Figure 3 shows the speed fields of the different configurations, in particular the device without electromagnetic stirring, and the device of the embodiment of Figures 2a to 2c, of turn-off.

The concept of the present invention will now be described in more detail with reference to the accompanying drawings, in which exemplary embodiments are shown. However, the concept of the present invention may be embodied in many different forms and should not be construed as limited to the embodiments set forth herein; Rather, these embodiments are provided so that this disclosure will be thorough and complete, and will fully convey the scope of the invention to those skilled in the art.

Referring to Figures 2a-2c and 1a-1b, an apparatus 1 of the present invention for heat transfer of melt 60 in a tundish includes a mold 10 in a continuous casting process. The turn-dish 10 further includes an outlet marked as a turn-around nozzle 12. In this example, two outlets 12, 12 ', indicated by turn-off nozzles, are arranged on each side of the turn-off. To feed the melt to the tundish, a ladle (40) comprising an inlet (42) is disposed. The tundish 10 is disposed to connect the ladle 40 and the continuous casting machine, and as a reservoir, distributes and feeds the melts continuously to the casting machine. In order to provide a high quality metal, the tundish 10 provides the melt 60 to the continuous casting machine at the desired temperature and at a uniform flow rate. Melt 60, or molten metal, may be any of iron, steel, aluminum, copper, and alloys or mixtures thereof.
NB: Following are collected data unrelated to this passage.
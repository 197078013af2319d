use crate::gains::{ErrorTerms, Gains};

// ---------------------------------------------------------------------------
// PID controller with setpoint weighting and feedforward (single axis)
// ---------------------------------------------------------------------------

/// Single-loop PID controller with two open-loop terms: a setpoint weight
/// (ks) and a setpoint-derivative "kick" feedforward (kk).
///
/// The controller never samples time itself; every update takes the elapsed
/// `delta_t` from the caller's loop, which may be fixed or variable.
/// `delta_t` must be a positive elapsed time — a zero `delta_t` divides by
/// zero in the derivative path and the resulting inf/NaN propagates to the
/// output unguarded.
///
/// The derivative is computed from the measurement delta, not the error
/// delta, so it is immune to setpoint steps, and the caller may filter the
/// measurement delta before passing it in (see [`Pidf::update_delta`] and
/// [`Pidf::previous_measurement`]).
///
/// Not internally synchronized: one instance per control loop, updates
/// serialized by the caller.
#[derive(Debug, Clone, Default, PartialEq)]
pub struct Pidf {
    pub(crate) gains: Gains,
    /// Saved value of gains.ki, so integration can be switched off and back
    /// on without losing the configured gain.
    pub(crate) ki_saved: f64,
    pub(crate) measurement_previous: f64,

    pub(crate) setpoint: f64,
    pub(crate) setpoint_previous: f64,
    pub(crate) setpoint_derivative: f64,

    pub(crate) error_previous: f64,
    /// Accumulated integral term, stored already multiplied by gains.ki.
    pub(crate) error_integral: f64,
    /// Last derivative, unscaled by gains.kd.
    pub(crate) error_derivative: f64,

    // Anti-windup configuration. Zero means "not set" throughout: only an
    // integral_max > 0 activates the upper clamp, only an integral_min < 0
    // the lower clamp, and only an output_saturation_value > 0 the
    // saturation-aware clamp.
    pub(crate) integral_max: f64,
    pub(crate) integral_min: f64,
    pub(crate) integral_threshold: f64,
    pub(crate) output_saturation_value: f64,
}

impl Pidf {
    /// Controller with the given gains; all state starts at zero.
    pub fn new(gains: Gains) -> Self {
        Self {
            gains,
            ki_saved: gains.ki,
            ..Self::default()
        }
    }

    // -----------------------------------------------------------------------
    // Gain configuration
    // -----------------------------------------------------------------------

    pub fn set_kp(&mut self, kp: f64) {
        self.gains.kp = kp;
    }

    /// Set the integral gain. Also updates the saved copy, so a later
    /// integration-off/on round trip restores this value.
    pub fn set_ki(&mut self, ki: f64) {
        self.gains.ki = ki;
        self.ki_saved = ki;
    }

    pub fn set_kd(&mut self, kd: f64) {
        self.gains.kd = kd;
    }

    pub fn set_ks(&mut self, ks: f64) {
        self.gains.ks = ks;
    }

    pub fn set_kk(&mut self, kk: f64) {
        self.gains.kk = kk;
    }

    pub fn set_gains(&mut self, gains: Gains) {
        self.gains = gains;
        self.ki_saved = gains.ki;
    }

    pub fn kp(&self) -> f64 {
        self.gains.kp
    }

    /// The configured integral gain, whether integration is currently
    /// switched on or not.
    pub fn ki(&self) -> f64 {
        self.ki_saved
    }

    pub fn kd(&self) -> f64 {
        self.gains.kd
    }

    pub fn ks(&self) -> f64 {
        self.gains.ks
    }

    pub fn kk(&self) -> f64 {
        self.gains.kk
    }

    /// The configured gain set. Reports the saved integral gain, whether
    /// integration is currently switched on or not.
    pub fn gains(&self) -> Gains {
        Gains {
            ki: self.ki_saved,
            ..self.gains
        }
    }

    // -----------------------------------------------------------------------
    // Integration switch and anti-windup configuration
    // -----------------------------------------------------------------------

    pub fn reset_integral(&mut self) {
        self.error_integral = 0.0;
    }

    /// Stop integrating and drain the accumulator. The configured ki is
    /// saved and can be restored with [`Pidf::switch_integration_on`].
    pub fn switch_integration_off(&mut self) {
        self.ki_saved = self.gains.ki;
        self.gains.ki = 0.0;
        self.error_integral = 0.0;
    }

    /// Resume integrating with the saved ki, starting from an empty
    /// accumulator.
    pub fn switch_integration_on(&mut self) {
        self.gains.ki = self.ki_saved;
        self.error_integral = 0.0;
    }

    /// Upper clamp on the integral accumulator. Active only when > 0;
    /// the lower bound is configured independently, so a controller with
    /// only `integral_max` set is unclamped on the negative side.
    pub fn set_integral_max(&mut self, integral_max: f64) {
        self.integral_max = integral_max;
    }

    /// Lower clamp on the integral accumulator. Active only when < 0.
    pub fn set_integral_min(&mut self, integral_min: f64) {
        self.integral_min = integral_min;
    }

    /// Symmetric clamp: sets `integral_max = limit` and
    /// `integral_min = -limit`.
    pub fn set_integral_limit(&mut self, integral_limit: f64) {
        self.integral_max = integral_limit;
        self.integral_min = -integral_limit;
    }

    /// Error deadband below which integration is suppressed. Avoids winding
    /// the integral up on small oscillations, e.g. inside a motor's
    /// backlash zone. Zero (the default) integrates on any error.
    pub fn set_integral_threshold(&mut self, integral_threshold: f64) {
        self.integral_threshold = integral_threshold;
    }

    /// Output magnitude at which the actuator saturates. When > 0, the
    /// integral accumulator is clamped so the output never exceeds this
    /// value through integral action alone; excess integral past saturation
    /// cannot speed convergence and only turns into overshoot once the
    /// proportional term falls back. Zero disables the check.
    pub fn set_output_saturation_value(&mut self, output_saturation_value: f64) {
        self.output_saturation_value = output_saturation_value;
    }

    // -----------------------------------------------------------------------
    // Setpoint management
    // -----------------------------------------------------------------------

    /// Set the target, keeping the previous one for delta queries. The
    /// setpoint derivative is left untouched; use
    /// [`Pidf::set_setpoint_for_delta_t`] or
    /// [`Pidf::set_setpoint_derivative`] when the kick term is in use.
    pub fn set_setpoint(&mut self, setpoint: f64) {
        self.setpoint_previous = self.setpoint;
        self.setpoint = setpoint;
    }

    /// Set the target and derive its rate of change from the elapsed time
    /// since the previous setpoint.
    pub fn set_setpoint_for_delta_t(&mut self, setpoint: f64, delta_t: f64) {
        self.setpoint_previous = self.setpoint;
        self.setpoint = setpoint;
        self.setpoint_derivative = (self.setpoint - self.setpoint_previous) / delta_t;
    }

    /// Supply the setpoint rate externally, e.g. from a trajectory planner
    /// that knows the commanded velocity exactly.
    pub fn set_setpoint_derivative(&mut self, setpoint_derivative: f64) {
        self.setpoint_derivative = setpoint_derivative;
    }

    pub fn setpoint(&self) -> f64 {
        self.setpoint
    }

    pub fn previous_setpoint(&self) -> f64 {
        self.setpoint_previous
    }

    pub fn setpoint_delta(&self) -> f64 {
        self.setpoint - self.setpoint_previous
    }

    /// Measurement from the previous update, so the caller can build (and
    /// filter) its own measurement delta for the derivative term.
    pub fn previous_measurement(&self) -> f64 {
        self.measurement_previous
    }

    // -----------------------------------------------------------------------
    // Core update
    // -----------------------------------------------------------------------

    /// Full update from a raw measurement; the measurement delta is taken
    /// against the previous update's measurement, unfiltered.
    pub fn update(&mut self, measurement: f64, delta_t: f64) -> f64 {
        self.update_delta(measurement, measurement - self.measurement_previous, delta_t)
    }

    /// Full update with the measurement delta supplied by the caller, which
    /// may have filtered it independently of the raw measurement.
    ///
    /// Integration uses the trapezoid rule over the current and previous
    /// error, which tracks the true integral more closely than Euler when
    /// the call cadence varies.
    pub fn update_delta(&mut self, measurement: f64, measurement_delta: f64, delta_t: f64) -> f64 {
        let error = self.setpoint - measurement;

        if self.integral_threshold == 0.0 || error.abs() >= self.integral_threshold {
            // Trapezoid rule; needs the error from the previous call, so
            // this runs before error_previous is overwritten below.
            self.error_integral += self.gains.ki * 0.5 * (error + self.error_previous) * delta_t;
            self.clamp_integral();
        }

        let base_sum = self.gains.kp * error
            + self.gains.ks * self.setpoint
            + self.gains.kk * self.setpoint_derivative;
        self.desaturate_integral(base_sum);

        self.error_previous = error;
        // Note the minus sign: error delta has reverse polarity to
        // measurement delta.
        self.error_derivative = -measurement_delta / delta_t;
        self.measurement_previous = measurement;

        base_sum + self.error_integral + self.gains.kd * self.error_derivative
    }

    /// Full update with the setpoint delta for this tick supplied as well;
    /// the setpoint derivative is derived from it before the update runs.
    pub fn update_with_setpoint_delta(
        &mut self,
        measurement: f64,
        measurement_delta: f64,
        setpoint_delta: f64,
        delta_t: f64,
    ) -> f64 {
        self.setpoint_derivative = setpoint_delta / delta_t;
        self.update_delta(measurement, measurement_delta, delta_t)
    }

    /// Update with the value driving the integral decoupled from the
    /// proportional error, so the caller can attenuate what the integral
    /// sees (I-term relax) while P, D and the open-loop terms use the raw
    /// error. This pathway integrates with the Euler rule.
    pub fn update_delta_iterm(
        &mut self,
        measurement: f64,
        measurement_delta: f64,
        i_term_error: f64,
        delta_t: f64,
    ) -> f64 {
        let error = self.setpoint - measurement;
        self.error_derivative = -measurement_delta / delta_t;

        // Unlike update_delta, the D term is part of the partial sum here,
        // so the saturation clamp solves against the whole non-integral
        // output.
        let partial_sum = self.gains.kp * error
            + self.gains.kd * self.error_derivative
            + self.gains.ks * self.setpoint
            + self.gains.kk * self.setpoint_derivative;

        if self.integral_threshold == 0.0 || error.abs() >= self.integral_threshold {
            self.error_integral += self.gains.ki * i_term_error * delta_t; // Euler
            self.clamp_integral();
        }

        self.error_previous = error;
        self.desaturate_integral(partial_sum);
        self.measurement_previous = measurement;

        partial_sum + self.error_integral
    }

    // -----------------------------------------------------------------------
    // Anti-windup passes
    // -----------------------------------------------------------------------

    /// Clamp the accumulator to the configured bounds. Each side is applied
    /// only when its bound has been set.
    pub(crate) fn clamp_integral(&mut self) {
        if self.integral_max > 0.0 && self.error_integral > self.integral_max {
            self.error_integral = self.integral_max;
        } else if self.integral_min < 0.0 && self.error_integral < self.integral_min {
            self.error_integral = self.integral_min;
        }
    }

    /// Clamp the accumulator so `partial_sum + error_integral` stays within
    /// the configured saturation value, holding the output exactly at the
    /// saturation boundary instead of letting the integral run past it. The
    /// clamp never flips the integral's sign.
    pub(crate) fn desaturate_integral(&mut self, partial_sum: f64) {
        if self.output_saturation_value <= 0.0 {
            return;
        }
        if partial_sum + self.error_integral > self.output_saturation_value {
            self.error_integral = (self.output_saturation_value - partial_sum).max(0.0);
        } else if partial_sum + self.error_integral < -self.output_saturation_value {
            self.error_integral = (-self.output_saturation_value - partial_sum).min(0.0);
        }
    }

    // -----------------------------------------------------------------------
    // Error introspection
    // -----------------------------------------------------------------------

    /// Gain-scaled breakdown of the last output into its terms.
    pub fn error(&self) -> ErrorTerms {
        ErrorTerms {
            p: self.error_previous * self.gains.kp,
            i: self.error_integral, // already multiplied by gains.ki
            d: self.error_derivative * self.gains.kd,
            s: self.setpoint * self.gains.ks,
            k: self.setpoint_derivative * self.gains.kk,
        }
    }

    /// Gain-unscaled breakdown. The raw integral divides the stored
    /// accumulator by ki, returning 0.0 by convention when ki is zero.
    pub fn error_raw(&self) -> ErrorTerms {
        ErrorTerms {
            p: self.error_previous,
            i: self.error_raw_i(),
            d: self.error_derivative,
            s: self.setpoint,
            k: self.setpoint_derivative,
        }
    }

    pub fn error_p(&self) -> f64 {
        self.error_previous * self.gains.kp
    }

    pub fn error_i(&self) -> f64 {
        self.error_integral
    }

    pub fn error_d(&self) -> f64 {
        self.error_derivative * self.gains.kd
    }

    pub fn error_s(&self) -> f64 {
        self.setpoint * self.gains.ks
    }

    pub fn error_k(&self) -> f64 {
        self.setpoint_derivative * self.gains.kk
    }

    pub fn error_raw_p(&self) -> f64 {
        self.error_previous
    }

    pub fn error_raw_i(&self) -> f64 {
        if self.gains.ki == 0.0 {
            0.0
        } else {
            self.error_integral / self.gains.ki
        }
    }

    pub fn error_raw_d(&self) -> f64 {
        self.error_derivative
    }

    pub fn error_raw_s(&self) -> f64 {
        self.setpoint
    }

    pub fn error_raw_k(&self) -> f64 {
        self.setpoint_derivative
    }

    /// Error from the previous update, `setpoint - measurement`.
    pub fn previous_error(&self) -> f64 {
        self.error_previous
    }

    /// Zero all state: setpoint and its history, derivative terms, integral
    /// accumulator, error and measurement history. Gains and anti-windup
    /// configuration are kept. For test harnesses and explicit
    /// re-initialization, not normal operation.
    pub fn reset_all(&mut self) {
        self.measurement_previous = 0.0;
        self.setpoint = 0.0;
        self.setpoint_previous = 0.0;
        self.setpoint_derivative = 0.0;
        self.error_previous = 0.0;
        self.error_integral = 0.0;
        self.error_derivative = 0.0;
    }
}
In this exemplary embodiment, the turn-dish 10 is a T-shaped tundish divided into two parts, an inlet chamber 12 and an outlet chamber 14, and has a weight of 30 tons. The exit chamber is essentially a T-shaped arm portion and has a rectangular shape. The inlet chamber 12 is essentially a T-shaped central leg portion and is located directly on one side of the longer sides of the outlet chamber 14 while the ladle 40 is positioned directly above the inlet 42, Is located above the inlet chamber (12) which receives the melt conveyed from the nozzles (40).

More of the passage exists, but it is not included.